(Dataset entries)
==========
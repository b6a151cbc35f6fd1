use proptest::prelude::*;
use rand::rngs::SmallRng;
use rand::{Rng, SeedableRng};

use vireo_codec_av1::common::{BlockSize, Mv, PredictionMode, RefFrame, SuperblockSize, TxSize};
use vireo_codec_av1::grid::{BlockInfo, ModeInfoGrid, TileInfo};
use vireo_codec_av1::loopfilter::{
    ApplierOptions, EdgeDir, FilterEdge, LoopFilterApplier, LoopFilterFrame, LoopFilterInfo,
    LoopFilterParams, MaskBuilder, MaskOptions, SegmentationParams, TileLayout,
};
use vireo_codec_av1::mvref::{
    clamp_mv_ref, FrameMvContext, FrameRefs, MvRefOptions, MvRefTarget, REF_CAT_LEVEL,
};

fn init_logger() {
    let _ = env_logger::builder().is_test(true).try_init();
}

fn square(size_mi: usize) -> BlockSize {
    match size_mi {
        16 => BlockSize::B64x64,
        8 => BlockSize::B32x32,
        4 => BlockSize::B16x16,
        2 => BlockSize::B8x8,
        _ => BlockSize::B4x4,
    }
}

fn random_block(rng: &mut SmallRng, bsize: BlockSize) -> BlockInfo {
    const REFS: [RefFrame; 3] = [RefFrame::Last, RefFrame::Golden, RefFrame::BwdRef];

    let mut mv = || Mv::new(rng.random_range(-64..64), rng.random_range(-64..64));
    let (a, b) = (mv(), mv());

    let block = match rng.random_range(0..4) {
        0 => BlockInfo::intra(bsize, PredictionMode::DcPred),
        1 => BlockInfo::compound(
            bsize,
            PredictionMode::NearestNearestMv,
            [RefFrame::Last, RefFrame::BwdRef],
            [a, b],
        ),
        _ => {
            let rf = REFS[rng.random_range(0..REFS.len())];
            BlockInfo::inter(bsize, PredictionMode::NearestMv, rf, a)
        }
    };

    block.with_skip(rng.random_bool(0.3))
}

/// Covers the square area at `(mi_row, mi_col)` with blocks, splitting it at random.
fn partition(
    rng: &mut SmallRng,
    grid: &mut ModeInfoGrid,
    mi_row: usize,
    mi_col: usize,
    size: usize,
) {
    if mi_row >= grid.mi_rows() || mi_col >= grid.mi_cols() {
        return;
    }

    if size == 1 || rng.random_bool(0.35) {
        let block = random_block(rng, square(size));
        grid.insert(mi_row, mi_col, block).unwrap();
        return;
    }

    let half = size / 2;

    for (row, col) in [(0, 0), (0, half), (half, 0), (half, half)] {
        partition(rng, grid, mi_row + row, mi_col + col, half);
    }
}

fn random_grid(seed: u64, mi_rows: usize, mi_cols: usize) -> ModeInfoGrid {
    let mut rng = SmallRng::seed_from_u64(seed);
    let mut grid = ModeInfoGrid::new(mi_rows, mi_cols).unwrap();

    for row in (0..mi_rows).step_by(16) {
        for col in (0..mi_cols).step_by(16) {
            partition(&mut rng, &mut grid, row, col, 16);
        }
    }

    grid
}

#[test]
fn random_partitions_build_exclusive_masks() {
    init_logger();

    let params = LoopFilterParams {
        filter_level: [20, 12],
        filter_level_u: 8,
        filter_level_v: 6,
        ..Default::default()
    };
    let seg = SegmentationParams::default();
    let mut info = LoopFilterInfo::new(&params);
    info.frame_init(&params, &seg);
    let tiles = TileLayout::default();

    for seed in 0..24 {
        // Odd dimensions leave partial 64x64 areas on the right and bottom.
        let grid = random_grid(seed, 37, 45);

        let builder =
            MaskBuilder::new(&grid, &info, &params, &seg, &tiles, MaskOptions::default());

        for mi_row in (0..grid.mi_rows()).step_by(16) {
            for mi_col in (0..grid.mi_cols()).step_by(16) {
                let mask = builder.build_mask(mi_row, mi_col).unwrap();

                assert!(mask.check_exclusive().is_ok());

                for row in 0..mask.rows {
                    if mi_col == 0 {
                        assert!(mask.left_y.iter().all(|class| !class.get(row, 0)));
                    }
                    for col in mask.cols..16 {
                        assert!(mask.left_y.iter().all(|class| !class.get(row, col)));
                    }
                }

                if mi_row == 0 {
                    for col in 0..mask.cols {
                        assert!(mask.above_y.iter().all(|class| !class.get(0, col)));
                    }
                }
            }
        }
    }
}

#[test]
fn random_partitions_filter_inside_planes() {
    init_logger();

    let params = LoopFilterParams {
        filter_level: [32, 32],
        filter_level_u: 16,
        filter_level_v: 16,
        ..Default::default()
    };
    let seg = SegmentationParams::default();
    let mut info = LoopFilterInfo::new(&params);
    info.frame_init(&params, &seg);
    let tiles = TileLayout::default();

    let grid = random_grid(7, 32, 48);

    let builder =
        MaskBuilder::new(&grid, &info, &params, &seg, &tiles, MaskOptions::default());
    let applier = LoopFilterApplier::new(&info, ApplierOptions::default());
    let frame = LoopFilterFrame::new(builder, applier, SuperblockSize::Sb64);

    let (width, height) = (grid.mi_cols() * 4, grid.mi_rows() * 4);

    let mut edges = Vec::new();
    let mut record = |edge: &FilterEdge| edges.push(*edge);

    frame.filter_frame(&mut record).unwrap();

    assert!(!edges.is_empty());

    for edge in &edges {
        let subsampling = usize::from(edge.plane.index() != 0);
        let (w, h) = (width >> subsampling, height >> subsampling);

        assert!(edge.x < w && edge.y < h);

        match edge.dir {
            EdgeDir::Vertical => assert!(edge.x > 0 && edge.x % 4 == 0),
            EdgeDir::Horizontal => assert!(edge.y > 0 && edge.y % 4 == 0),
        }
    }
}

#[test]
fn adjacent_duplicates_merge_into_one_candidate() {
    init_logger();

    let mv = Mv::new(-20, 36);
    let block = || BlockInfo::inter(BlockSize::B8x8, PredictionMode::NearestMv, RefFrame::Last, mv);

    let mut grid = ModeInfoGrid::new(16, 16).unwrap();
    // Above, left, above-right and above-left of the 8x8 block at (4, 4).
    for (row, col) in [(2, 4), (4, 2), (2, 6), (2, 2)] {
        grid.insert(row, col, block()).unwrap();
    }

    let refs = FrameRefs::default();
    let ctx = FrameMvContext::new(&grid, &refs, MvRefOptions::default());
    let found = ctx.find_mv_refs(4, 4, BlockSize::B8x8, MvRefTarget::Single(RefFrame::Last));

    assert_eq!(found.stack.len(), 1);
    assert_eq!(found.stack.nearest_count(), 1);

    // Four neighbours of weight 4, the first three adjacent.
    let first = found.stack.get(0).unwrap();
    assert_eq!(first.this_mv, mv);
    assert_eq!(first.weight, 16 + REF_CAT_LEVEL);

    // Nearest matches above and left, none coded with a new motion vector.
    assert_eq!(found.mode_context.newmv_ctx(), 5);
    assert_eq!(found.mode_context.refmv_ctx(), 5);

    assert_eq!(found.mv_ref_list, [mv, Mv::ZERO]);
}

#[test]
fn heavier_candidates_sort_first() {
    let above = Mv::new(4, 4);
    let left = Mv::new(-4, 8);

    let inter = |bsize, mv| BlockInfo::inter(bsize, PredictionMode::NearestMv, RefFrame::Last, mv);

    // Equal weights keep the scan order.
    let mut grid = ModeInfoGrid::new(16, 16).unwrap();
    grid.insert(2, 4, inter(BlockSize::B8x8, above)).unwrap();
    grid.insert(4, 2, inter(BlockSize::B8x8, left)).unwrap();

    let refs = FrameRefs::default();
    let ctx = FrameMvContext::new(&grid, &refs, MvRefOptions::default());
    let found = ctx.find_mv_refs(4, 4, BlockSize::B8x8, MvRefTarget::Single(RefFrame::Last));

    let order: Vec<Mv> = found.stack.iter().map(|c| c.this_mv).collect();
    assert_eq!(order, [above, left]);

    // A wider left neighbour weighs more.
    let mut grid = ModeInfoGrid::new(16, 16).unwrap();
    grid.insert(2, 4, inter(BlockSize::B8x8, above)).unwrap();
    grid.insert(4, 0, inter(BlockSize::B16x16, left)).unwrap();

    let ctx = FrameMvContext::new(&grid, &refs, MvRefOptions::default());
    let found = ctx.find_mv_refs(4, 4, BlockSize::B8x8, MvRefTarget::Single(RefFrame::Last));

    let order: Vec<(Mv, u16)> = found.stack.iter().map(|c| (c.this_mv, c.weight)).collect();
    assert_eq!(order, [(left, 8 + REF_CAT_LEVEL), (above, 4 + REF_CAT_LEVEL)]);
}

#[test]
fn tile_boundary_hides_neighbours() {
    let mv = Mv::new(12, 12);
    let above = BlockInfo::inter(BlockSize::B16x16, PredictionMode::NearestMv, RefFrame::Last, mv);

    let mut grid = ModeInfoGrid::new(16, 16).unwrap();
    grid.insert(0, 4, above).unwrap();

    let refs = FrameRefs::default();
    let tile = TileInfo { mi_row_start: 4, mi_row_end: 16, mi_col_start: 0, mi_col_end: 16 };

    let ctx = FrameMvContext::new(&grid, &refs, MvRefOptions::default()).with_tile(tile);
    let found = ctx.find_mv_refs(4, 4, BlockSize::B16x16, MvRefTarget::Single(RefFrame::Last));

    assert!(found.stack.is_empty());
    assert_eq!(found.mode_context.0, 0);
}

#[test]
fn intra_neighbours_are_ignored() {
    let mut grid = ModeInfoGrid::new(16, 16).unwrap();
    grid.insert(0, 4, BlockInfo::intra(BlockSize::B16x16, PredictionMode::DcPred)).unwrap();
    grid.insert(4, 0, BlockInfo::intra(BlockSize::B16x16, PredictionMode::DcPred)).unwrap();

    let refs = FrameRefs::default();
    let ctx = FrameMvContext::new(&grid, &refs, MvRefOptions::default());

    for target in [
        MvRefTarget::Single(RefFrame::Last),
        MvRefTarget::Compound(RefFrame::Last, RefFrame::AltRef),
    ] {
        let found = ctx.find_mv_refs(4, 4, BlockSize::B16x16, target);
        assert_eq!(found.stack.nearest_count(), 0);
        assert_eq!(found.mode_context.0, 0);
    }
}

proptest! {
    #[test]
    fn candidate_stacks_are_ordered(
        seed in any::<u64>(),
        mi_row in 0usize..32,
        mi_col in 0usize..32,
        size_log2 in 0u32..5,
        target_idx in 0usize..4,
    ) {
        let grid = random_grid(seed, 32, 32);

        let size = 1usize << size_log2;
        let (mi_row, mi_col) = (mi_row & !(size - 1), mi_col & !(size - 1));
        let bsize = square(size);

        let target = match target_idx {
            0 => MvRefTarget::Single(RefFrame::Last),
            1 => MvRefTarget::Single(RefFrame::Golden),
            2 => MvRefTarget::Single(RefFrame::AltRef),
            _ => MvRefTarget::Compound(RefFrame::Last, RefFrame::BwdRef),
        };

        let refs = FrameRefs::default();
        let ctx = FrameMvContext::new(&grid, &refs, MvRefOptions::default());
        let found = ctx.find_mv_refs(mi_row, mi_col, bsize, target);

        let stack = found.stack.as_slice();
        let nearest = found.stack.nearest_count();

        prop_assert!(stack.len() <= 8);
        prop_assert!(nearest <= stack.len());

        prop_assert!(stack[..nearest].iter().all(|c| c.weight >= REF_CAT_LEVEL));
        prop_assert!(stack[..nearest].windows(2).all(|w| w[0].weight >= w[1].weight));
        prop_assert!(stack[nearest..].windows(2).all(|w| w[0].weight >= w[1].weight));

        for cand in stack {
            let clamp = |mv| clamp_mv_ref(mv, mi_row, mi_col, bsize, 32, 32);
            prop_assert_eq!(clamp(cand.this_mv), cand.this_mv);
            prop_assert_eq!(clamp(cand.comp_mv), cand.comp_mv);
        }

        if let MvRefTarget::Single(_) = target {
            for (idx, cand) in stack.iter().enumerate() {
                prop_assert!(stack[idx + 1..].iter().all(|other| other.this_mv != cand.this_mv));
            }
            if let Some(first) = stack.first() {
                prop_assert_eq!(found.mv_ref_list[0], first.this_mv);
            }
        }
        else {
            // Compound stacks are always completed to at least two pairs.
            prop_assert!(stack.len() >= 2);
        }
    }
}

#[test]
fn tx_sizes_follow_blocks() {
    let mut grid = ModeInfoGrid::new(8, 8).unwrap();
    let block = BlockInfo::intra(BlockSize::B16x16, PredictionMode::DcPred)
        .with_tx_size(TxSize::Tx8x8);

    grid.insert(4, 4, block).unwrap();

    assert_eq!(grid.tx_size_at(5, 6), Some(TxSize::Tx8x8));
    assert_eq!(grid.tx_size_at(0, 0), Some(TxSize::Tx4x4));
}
==========
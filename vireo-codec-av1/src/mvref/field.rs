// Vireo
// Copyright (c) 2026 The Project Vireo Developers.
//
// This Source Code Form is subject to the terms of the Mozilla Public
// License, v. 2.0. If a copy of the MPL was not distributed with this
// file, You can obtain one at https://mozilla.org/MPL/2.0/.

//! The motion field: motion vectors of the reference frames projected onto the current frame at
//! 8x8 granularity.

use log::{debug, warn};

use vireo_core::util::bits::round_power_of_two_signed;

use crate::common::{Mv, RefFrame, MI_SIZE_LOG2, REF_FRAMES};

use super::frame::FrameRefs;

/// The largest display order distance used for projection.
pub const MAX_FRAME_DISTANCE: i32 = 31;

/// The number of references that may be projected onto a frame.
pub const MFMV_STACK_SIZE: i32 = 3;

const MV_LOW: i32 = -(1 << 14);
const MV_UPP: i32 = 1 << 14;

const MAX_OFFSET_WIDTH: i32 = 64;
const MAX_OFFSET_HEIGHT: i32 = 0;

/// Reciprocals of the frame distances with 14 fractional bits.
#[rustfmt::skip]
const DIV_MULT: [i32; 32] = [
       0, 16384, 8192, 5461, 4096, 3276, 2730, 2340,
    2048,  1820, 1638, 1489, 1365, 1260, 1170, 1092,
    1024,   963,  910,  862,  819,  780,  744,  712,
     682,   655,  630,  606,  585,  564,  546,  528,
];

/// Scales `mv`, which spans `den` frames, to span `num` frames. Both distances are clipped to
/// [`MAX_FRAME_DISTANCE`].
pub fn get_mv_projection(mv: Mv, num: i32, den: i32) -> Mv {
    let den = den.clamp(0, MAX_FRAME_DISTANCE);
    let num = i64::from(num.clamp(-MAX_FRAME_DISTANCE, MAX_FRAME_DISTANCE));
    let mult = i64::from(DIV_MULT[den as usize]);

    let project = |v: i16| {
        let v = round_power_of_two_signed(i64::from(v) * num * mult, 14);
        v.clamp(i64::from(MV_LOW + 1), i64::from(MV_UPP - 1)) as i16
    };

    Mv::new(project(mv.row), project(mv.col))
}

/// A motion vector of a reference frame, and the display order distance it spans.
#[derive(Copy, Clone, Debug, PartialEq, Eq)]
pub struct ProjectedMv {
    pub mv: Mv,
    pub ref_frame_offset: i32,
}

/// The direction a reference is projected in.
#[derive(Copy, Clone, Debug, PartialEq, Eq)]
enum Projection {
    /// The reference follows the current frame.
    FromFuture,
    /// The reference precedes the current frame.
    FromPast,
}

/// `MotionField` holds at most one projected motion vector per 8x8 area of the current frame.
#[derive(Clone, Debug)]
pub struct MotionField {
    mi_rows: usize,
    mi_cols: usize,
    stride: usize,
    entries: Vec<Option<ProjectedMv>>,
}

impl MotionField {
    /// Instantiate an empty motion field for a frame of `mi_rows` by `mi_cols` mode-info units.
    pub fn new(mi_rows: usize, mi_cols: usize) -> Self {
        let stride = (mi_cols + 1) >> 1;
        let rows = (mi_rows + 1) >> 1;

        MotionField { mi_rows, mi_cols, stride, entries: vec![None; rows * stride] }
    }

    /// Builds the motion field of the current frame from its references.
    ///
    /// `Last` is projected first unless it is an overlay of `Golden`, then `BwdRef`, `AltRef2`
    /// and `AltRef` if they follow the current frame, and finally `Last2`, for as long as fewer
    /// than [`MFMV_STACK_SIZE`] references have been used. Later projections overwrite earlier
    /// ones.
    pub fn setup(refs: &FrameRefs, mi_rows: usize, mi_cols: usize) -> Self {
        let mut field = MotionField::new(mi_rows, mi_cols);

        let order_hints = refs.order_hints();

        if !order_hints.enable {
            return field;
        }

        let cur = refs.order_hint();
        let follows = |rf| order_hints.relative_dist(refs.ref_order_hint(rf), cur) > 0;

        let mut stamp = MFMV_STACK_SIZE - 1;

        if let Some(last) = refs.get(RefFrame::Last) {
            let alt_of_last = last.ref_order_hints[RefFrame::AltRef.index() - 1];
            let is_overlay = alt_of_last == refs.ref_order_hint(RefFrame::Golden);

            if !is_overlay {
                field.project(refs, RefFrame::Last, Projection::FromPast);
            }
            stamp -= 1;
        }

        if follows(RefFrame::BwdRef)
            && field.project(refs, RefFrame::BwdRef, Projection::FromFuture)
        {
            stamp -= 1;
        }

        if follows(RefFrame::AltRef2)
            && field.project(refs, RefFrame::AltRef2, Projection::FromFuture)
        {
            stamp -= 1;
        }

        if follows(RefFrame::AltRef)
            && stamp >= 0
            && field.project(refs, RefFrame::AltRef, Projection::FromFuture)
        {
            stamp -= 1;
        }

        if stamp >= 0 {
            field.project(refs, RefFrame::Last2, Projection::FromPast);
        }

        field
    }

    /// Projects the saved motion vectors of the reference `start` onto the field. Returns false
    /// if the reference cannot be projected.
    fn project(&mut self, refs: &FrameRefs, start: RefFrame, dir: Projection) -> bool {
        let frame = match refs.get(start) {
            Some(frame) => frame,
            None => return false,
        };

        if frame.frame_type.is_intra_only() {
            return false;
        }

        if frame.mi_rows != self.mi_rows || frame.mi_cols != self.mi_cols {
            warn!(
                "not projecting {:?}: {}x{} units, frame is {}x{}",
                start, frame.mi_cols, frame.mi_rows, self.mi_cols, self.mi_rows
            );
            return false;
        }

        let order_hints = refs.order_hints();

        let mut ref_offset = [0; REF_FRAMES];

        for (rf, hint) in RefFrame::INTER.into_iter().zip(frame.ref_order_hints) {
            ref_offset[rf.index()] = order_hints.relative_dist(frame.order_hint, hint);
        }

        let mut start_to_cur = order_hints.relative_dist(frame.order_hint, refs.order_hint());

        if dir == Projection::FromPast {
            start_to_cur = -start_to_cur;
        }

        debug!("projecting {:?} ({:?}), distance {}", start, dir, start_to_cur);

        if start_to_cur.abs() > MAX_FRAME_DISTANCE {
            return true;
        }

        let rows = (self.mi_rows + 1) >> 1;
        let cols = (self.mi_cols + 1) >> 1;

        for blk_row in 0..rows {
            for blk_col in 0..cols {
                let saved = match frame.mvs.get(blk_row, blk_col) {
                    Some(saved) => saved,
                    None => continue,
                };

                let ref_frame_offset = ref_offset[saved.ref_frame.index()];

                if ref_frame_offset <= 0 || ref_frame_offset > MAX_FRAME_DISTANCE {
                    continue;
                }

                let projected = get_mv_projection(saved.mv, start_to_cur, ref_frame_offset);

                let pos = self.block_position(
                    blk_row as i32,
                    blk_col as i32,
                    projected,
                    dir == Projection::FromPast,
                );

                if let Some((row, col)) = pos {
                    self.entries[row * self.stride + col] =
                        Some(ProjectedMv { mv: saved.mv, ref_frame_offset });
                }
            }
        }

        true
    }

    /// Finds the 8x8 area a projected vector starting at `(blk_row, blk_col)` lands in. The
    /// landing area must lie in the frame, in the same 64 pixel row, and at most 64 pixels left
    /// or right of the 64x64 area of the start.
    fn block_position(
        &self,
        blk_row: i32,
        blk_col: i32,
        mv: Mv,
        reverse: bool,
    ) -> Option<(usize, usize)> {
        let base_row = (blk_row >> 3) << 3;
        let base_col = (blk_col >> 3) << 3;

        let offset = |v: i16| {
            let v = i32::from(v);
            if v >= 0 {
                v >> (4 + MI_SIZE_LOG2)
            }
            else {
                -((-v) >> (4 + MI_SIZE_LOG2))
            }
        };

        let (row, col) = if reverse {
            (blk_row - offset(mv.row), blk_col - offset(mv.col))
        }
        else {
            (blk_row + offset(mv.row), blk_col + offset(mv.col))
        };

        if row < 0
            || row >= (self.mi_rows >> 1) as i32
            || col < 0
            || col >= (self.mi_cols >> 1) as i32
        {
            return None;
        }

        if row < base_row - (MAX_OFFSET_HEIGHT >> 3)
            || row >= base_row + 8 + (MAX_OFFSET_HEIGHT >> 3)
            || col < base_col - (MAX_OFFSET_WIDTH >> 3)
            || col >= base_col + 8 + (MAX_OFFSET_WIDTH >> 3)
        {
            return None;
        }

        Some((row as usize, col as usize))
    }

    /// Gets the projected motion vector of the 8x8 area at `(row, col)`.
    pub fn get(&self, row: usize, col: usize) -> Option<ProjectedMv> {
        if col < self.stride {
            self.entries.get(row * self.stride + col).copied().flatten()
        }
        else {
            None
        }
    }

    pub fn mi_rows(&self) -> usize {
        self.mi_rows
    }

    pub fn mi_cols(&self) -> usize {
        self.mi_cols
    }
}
==========
■ **Exercise instructions**:
After reading the records above, say how many lines hold the string "current", using only a number.

■ **Exercise solution**:
6